T-Mobile on Tuesday doubled down on its argument that the FCC should cripple Dish in the upcoming incentive auction after the company’s designated entities (DEs) Northstar Wireless and SNR Wireless petitioned the agency to dismiss the Un-Carrier’s previous request on procedural grounds.
At the end of October, T-Mobile wrote the FCC requesting that the commission “prohibit Dish and the Dish DEs from re-acquiring AWS-3 licenses” in light of its “selective default on licenses won at the auction.” Both Northstar and SNR recently surrendered 197 spectrum licenses won at auction to the government, following a ruling by the FCC which found them ineligible for the $3.3 billion in small-business discounts they received in the AWS-3 auction.
Northstar and SNR responded to T-Mobile’s proposal with their own requests last week that the FCC dismiss the Un-Carrier’s Oct. 30 letter as “procedurally defective,” arguing that the challenge amounted to an “untimely request” from a party that “lacks standing to challenge the Northstar Wireless MO&O, or any subsequent decision by the Wireless Telecommunications Bureau (“WTB”) related to that order.”
The DEs also alleged that T-Mobile’s letter was not filed in the proper proceedings, includes no proof of service and “may not have been properly served on any of the relevant parties.”
T-Mobile, however, refused to back down, and on Tuesday tore into the DEs in a new filing.
“Having gamed the system once, SNR Wireless LicenseCo, LLC (“SNR”) and Northstar Wireless, LLC (“Northstar,” and with SNR, the “DISH DEs”) want the Commission to allow them to do it again,” T-Mobile wrote. “The Commission should not allow DISH or the DISH DEs to hide behind procedural arguments to avoid the consequences of their attempts to undermine the integrity of the AWS-3 auction.”
In Tuesday’s filing, T-Mobile reiterated its stance that the commission should bar Dish and its DEs from participating in the re-auction of AWS-3 spectrum and require them to pay an additional 50 percent upfront payment in the coming incentive auction.
“The DISH DEs fail to provide any substantive reason why the Commission should not take the steps that T-Mobile has recommended to ensure the integrity of its future auctions,” T-Mobile continued. “The far-reaching consequences of DISH and the DISH DEs’ improprieties in the AWS-3 auction process must be addressed.
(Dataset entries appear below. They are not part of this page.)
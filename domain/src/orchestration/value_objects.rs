//! Orchestration value objects - immutable results of one fan-out round.
//!
//! - [`ProviderOutcome`] - One provider's answer, or why it failed
//! - [`RoundResult`] - Every configured provider's outcome for one request

use crate::core::provider::ProviderId;
use serde::{Deserialize, Serialize};

/// Result of a single provider call
///
/// Exactly one of text or error is populated, which the enum enforces.
#[derive(Debug, Clone, PartialEq, Eq, Serialize, Deserialize)]
#[serde(rename_all = "snake_case")]
pub enum ProviderOutcome {
    /// The provider produced an answer
    Text(String),
    /// The provider failed; carries a human-readable message
    Error(String),
}

impl ProviderOutcome {
    pub fn text(content: impl Into<String>) -> Self {
        ProviderOutcome::Text(content.into())
    }

    pub fn error(message: impl Into<String>) -> Self {
        ProviderOutcome::Error(message.into())
    }

    pub fn is_success(&self) -> bool {
        matches!(self, ProviderOutcome::Text(_))
    }

    pub fn as_text(&self) -> Option<&str> {
        match self {
            ProviderOutcome::Text(t) => Some(t),
            ProviderOutcome::Error(_) => None,
        }
    }

    pub fn as_error(&self) -> Option<&str> {
        match self {
            ProviderOutcome::Error(e) => Some(e),
            ProviderOutcome::Text(_) => None,
        }
    }
}

/// Outcomes of every configured provider for one request
///
/// Holds exactly one outcome per configured provider, in configuration
/// order. Built through [`RoundResult::collect`], which fills any provider
/// that produced nothing with an error outcome.
#[derive(Debug, Clone, PartialEq, Eq)]
pub struct RoundResult {
    outcomes: Vec<(ProviderId, ProviderOutcome)>,
}

impl RoundResult {
    /// Build a round from the configured provider order and the outcomes
    /// that were gathered, in any order.
    ///
    /// A provider listed twice in `providers` keeps a single slot. Outcomes
    /// for providers outside `providers` are dropped. A configured provider
    /// with no outcome is recorded as failed.
    pub fn collect(
        providers: &[ProviderId],
        gathered: impl IntoIterator<Item = (ProviderId, ProviderOutcome)>,
    ) -> Self {
        let mut gathered: Vec<(ProviderId, ProviderOutcome)> = gathered.into_iter().collect();
        let mut outcomes = Vec::with_capacity(providers.len());

        for provider in providers {
            if outcomes.iter().any(|(p, _)| p == provider) {
                continue;
            }
            let outcome = match gathered.iter().position(|(p, _)| p == provider) {
                Some(idx) => gathered.swap_remove(idx).1,
                None => ProviderOutcome::error("provider produced no outcome"),
            };
            outcomes.push((*provider, outcome));
        }

        Self { outcomes }
    }

    /// Outcome for a provider, if it is part of this round
    pub fn get(&self, provider: ProviderId) -> Option<&ProviderOutcome> {
        self.outcomes
            .iter()
            .find(|(p, _)| *p == provider)
            .map(|(_, o)| o)
    }

    /// Iterate outcomes in configuration order
    pub fn iter(&self) -> impl Iterator<Item = (ProviderId, &ProviderOutcome)> {
        self.outcomes.iter().map(|(p, o)| (*p, o))
    }

    /// Providers in configuration order
    pub fn providers(&self) -> Vec<ProviderId> {
        self.outcomes.iter().map(|(p, _)| *p).collect()
    }

    /// Providers that returned text, in configuration order
    pub fn responders(&self) -> Vec<ProviderId> {
        self.iter()
            .filter(|(_, o)| o.is_success())
            .map(|(p, _)| p)
            .collect()
    }

    pub fn success_count(&self) -> usize {
        self.outcomes.iter().filter(|(_, o)| o.is_success()).count()
    }

    pub fn len(&self) -> usize {
        self.outcomes.len()
    }

    pub fn is_empty(&self) -> bool {
        self.outcomes.is_empty()
    }

    /// Per-provider failure messages formatted as `"<provider>: <message>"`
    pub fn failure_messages(&self) -> Vec<String> {
        self.iter()
            .filter_map(|(p, o)| o.as_error().map(|e| format!("{}: {}", p, e)))
            .collect()
    }
}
The Commission cannot allow history to repeat itself and empower others to attempt to manipulate auctions – including the ground-breaking incentive auction.”
T-Mobile could stand to benefit from any restrictions on Dish, as the Un-carrier has repeatedly said it plans to bid aggressively in the incentive auction.
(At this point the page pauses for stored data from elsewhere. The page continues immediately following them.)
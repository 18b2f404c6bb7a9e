//! Raw TOML configuration data types
//!
//! These structs represent the exact structure of the TOML config file.
//! They are deserialized directly and converted into domain and application
//! types once, at startup.

mod consensus;
mod providers;
mod server;

pub use consensus::{FileBandingConfig, FileConsensusConfig};
pub use providers::{
    FileAnthropicConfig, FileGeminiConfig, FileOpenAiConfig, FileProviderSection,
    FileProvidersConfig,
};
pub use server::FileServerConfig;

use consensus_application::ConsensusConfig;
use consensus_domain::{DomainError, ProviderId};
use serde::{Deserialize, Serialize};
use thiserror::Error;

/// Configuration validation errors
#[derive(Debug, Error)]
pub enum ConfigValidationError {
    #[error("{field} cannot be 0")]
    InvalidTimeout { field: String },

    #[error("providers.{provider}.model cannot be empty")]
    EmptyModelName { provider: ProviderId },

    #[error("{field}: unknown provider '{value}' (expected openai, anthropic or gemini)")]
    UnknownProvider { field: String, value: String },

    #[error("consensus.strategy: unknown value '{0}' (expected parallel or sequential)")]
    InvalidStrategy(String),

    #[error("server.body_limit_bytes cannot be 0")]
    InvalidBodyLimit,

    #[error("consensus policy: {0}")]
    Policy(#[from] DomainError),
}

/// Complete file configuration (raw TOML structure)
#[derive(Debug, Clone, Default, PartialEq, Eq, Serialize, Deserialize)]
#[serde(default)]
pub struct FileConfig {
    /// HTTP server settings
    pub server: FileServerConfig,
    /// Provider set, judge priority, fan-out and banding
    pub consensus: FileConsensusConfig,
    /// Per-provider model, endpoint and key settings
    pub providers: FileProvidersConfig,
}

impl FileConfig {
    /// Validate the entire configuration.
    ///
    /// This is the single entry point for config validation: it returns the
    /// runtime consensus configuration only when every section is usable.
    pub fn validate(&self) -> Result<ConsensusConfig, ConfigValidationError> {
        if self.server.body_limit_bytes == 0 {
            return Err(ConfigValidationError::InvalidBodyLimit);
        }

        let config = self.consensus.to_consensus_config()?;
        for &provider in config.policy().providers() {
            self.providers.section(provider).validate(provider)?;
        }
        Ok(config)
    }
}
Earlier this week, T-Mobile also sought to boot Verizon from bidding in 12 spectrum reserve markets. Aside from Sprint, which previously announced it will not participate in the auction, T-Mobile is the only top four carrier that has been deemed eligible to bid on reserve spectrum in all 416 Partial Economic Areas (PEAs). Verizon had been named eligible in 112 PEAs.